親指からロマンス (Oyayubi kara Romance)
- Genre: Comedy, romance
- Written by: Izumi Tsubaki
- Published by: Hakusensha
- English publisher: NA: Viz Media (Shojo Beat);
- Magazine: Hana to Yume
- Original run: 2004 – 2007
- Volumes: 9

= The Magic Touch (manga) =

Japanese manga series

The Magic Touch (親指からロマンス, Oyayubi kara Romance) is a Japanese shōjo manga written and illustrated by Izumi Tsubaki. It was serialised in Hana to Yume magazine and collected into nine bound volume by Hakusensha between 2004 and 2007. It is licensed in North America by Viz Media, which released the first volume of the manga on February 3, 2009, and the final volume on August 3, 2010. It is licensed in French by Akata, which is releasing the manga as Sweet Relax.

==Plot==
Chiaki Togu is a shy first year high school student who is the star of her high school's Massage Research Society club. She falls in love at the sight of the back of Yosuke, who is considered the most attractive boy at her school. Although Yosuke seems out of Chiaki's league, she would do anything to give him a massage. The two eventually strike up a deal in which she will be allowed to touch his back if she can make him fall in love with her.

==Media==
===Manga===

| No. | Original release date | Original ISBN | English release date | English ISBN |
|---|---|---|---|---|
| 1 | January 19, 2004 | 4592178092 | February 3, 2009 | 9781421516714 |
| 2 | May 19, 2004 | 4592173236 | June 2, 2009 | 9781421516721 |
| 3 | September 17, 2004 | 4592173244 | August 4, 2009 | 9781421516738 |
| 4 | April 19, 2005 | 459217268X | October 6, 2009 | 978-1421521657 |
| 5 | December 16, 2005 | 4592172698 | December 1, 2009 | 978-1421521664 |
| 6 | May 19, 2006 | 4592172701 | February 2, 2010 | 978-1421521671 |
| 7 | November 17, 2006 | 459218257X | April 6, 2010 | 978-1421521688 |
| 8 | March 19, 2007 | 9784592182580 | June 1, 2010 | 978-1421521695 |
| 9 | May 18, 2007 | 9784592182597 | August 3, 2010 | 978-1421521701 |

==Reception==

Casey Brienza, writing for Anime News Network, described the manga as "the single worst concept and the single worst execution of a shōjo manga serial that this reviewer can recall seeing since the start of her reviewing career". Melinda Beasi, reviewing the first volume, noted that the plot complications were resolved too easily.

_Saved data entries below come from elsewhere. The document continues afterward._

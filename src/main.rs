use axum::{
    Json, Router,
    http::{HeaderName, Request, Response, StatusCode, Uri},
    routing::get,
};
use tower::limit::ConcurrencyLimitLayer;
use tower_http::cors::CorsLayer;
use tower_http::limit::RequestBodyLimitLayer;
use tower_http::request_id::{MakeRequestUuid, PropagateRequestIdLayer, SetRequestIdLayer};
use tower_http::trace::TraceLayer;
use tracing_subscriber::{layer::SubscriberExt, util::SubscriberInitExt};

use std::{net::SocketAddr, time::Duration};

use marketplace_api::{
    config::AppConfig,
    expiry::spawn_expiry_scheduler,
    response::{ApiResponse, Meta},
    routes::{create_api_router, doc::scalar_docs, health},
    state::AppState,
};

#[tokio::main]
async fn main() -> anyhow::Result<()> {
    dotenvy::dotenv().ok();
    tracing_subscriber::registry()
        .with(
            tracing_subscriber::EnvFilter::try_from_default_env()
                .unwrap_or_else(|_| "info,marketplace_api=debug".into()),
        )
        .with(tracing_subscriber::fmt::layer())
        .init();

    let config = AppConfig::from_env()?;
    let addr = SocketAddr::from((config.host.parse::<std::net::IpAddr>()?, config.port));

    let state = AppState::initialize(config)?;
    spawn_expiry_scheduler(state.catalog.clone());

    let api_router = create_api_router();
    let concurrency_limit_layer = ConcurrencyLimitLayer::new(100);

    let request_id_header = HeaderName::from_static("x-request-id");
    let trace_layer = TraceLayer::new_for_http()
        .make_span_with(|request: &Request<_>| {
            let request_id = request
                .headers()
                .get("x-request-id")
                .and_then(|value| value.to_str().ok())
                .unwrap_or("-");
            tracing::info_span!(
                "http_request",
                method = %request.method(),
                uri = %request.uri(),
                request_id = %request_id
            )
        })
        .on_request(|request: &Request<_>, _span: &tracing::Span| {
            let request_id = request
                .headers()
                .get("x-request-id")
                .and_then(|value| value.to_str().ok())
                .unwrap_or("-");
            tracing::info!(
                request_id = %request_id,
                method = %request.method(),
                uri = %request.uri(),
                "request started"
            );
        })
        .on_response(|response: &Response<_>, latency: Duration, _span: &tracing::Span| {
            tracing::info!(
                status = %response.status(),
                ms = %latency.as_millis(),
                "request finished"
            );
        });

    let app = Router::new()
        .route("/health", get(health::health_check))
        .nest("/api", api_router)
        .merge(scalar_docs())
        .fallback(not_found)
        .layer(trace_layer)
        .layer(PropagateRequestIdLayer::new(
            request_id_header.clone(),
        ))
        .layer(SetRequestIdLayer::new(
            request_id_header,
            MakeRequestUuid,
        ))
        .layer(CorsLayer::permissive())
        .layer(RequestBodyLimitLayer::new(2 * 1024 * 1024))
        .layer(concurrency_limit_layer)
        .with_state(state);

    tracing::info!("listening on {}", addr);

    axum::serve(tokio::net::TcpListener::bind(addr).await?, app).await?;

    Ok(())
}

async fn not_found(uri: Uri) -> (StatusCode, Json<ApiResponse<serde_json::Value>>) {
    let body = ApiResponse::success(
        "Not Found",
        serde_json::json!({ "path": uri.path() }),
        Some(Meta::empty()),
    );
    (StatusCode::NOT_FOUND, Json(body))
}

Jennifer Dunbar felt that the fourth volume was full of "shōjo stereotypes", and noted that it was unusual that the fifth volume's primary focus was on massage. Dunbar enjoyed the portrayal of the massage school. Katherine Dacey felt the story was "bland". Ysabet Reinhardt MacFarlane felt that Chiaki's evil twin sister was "cringe-worthy". Jason Thompson, writing for the appendix to Manga: The Complete Guide, felt the manga was extremely unrealistic, and "too dumb to even be a guilty pleasure".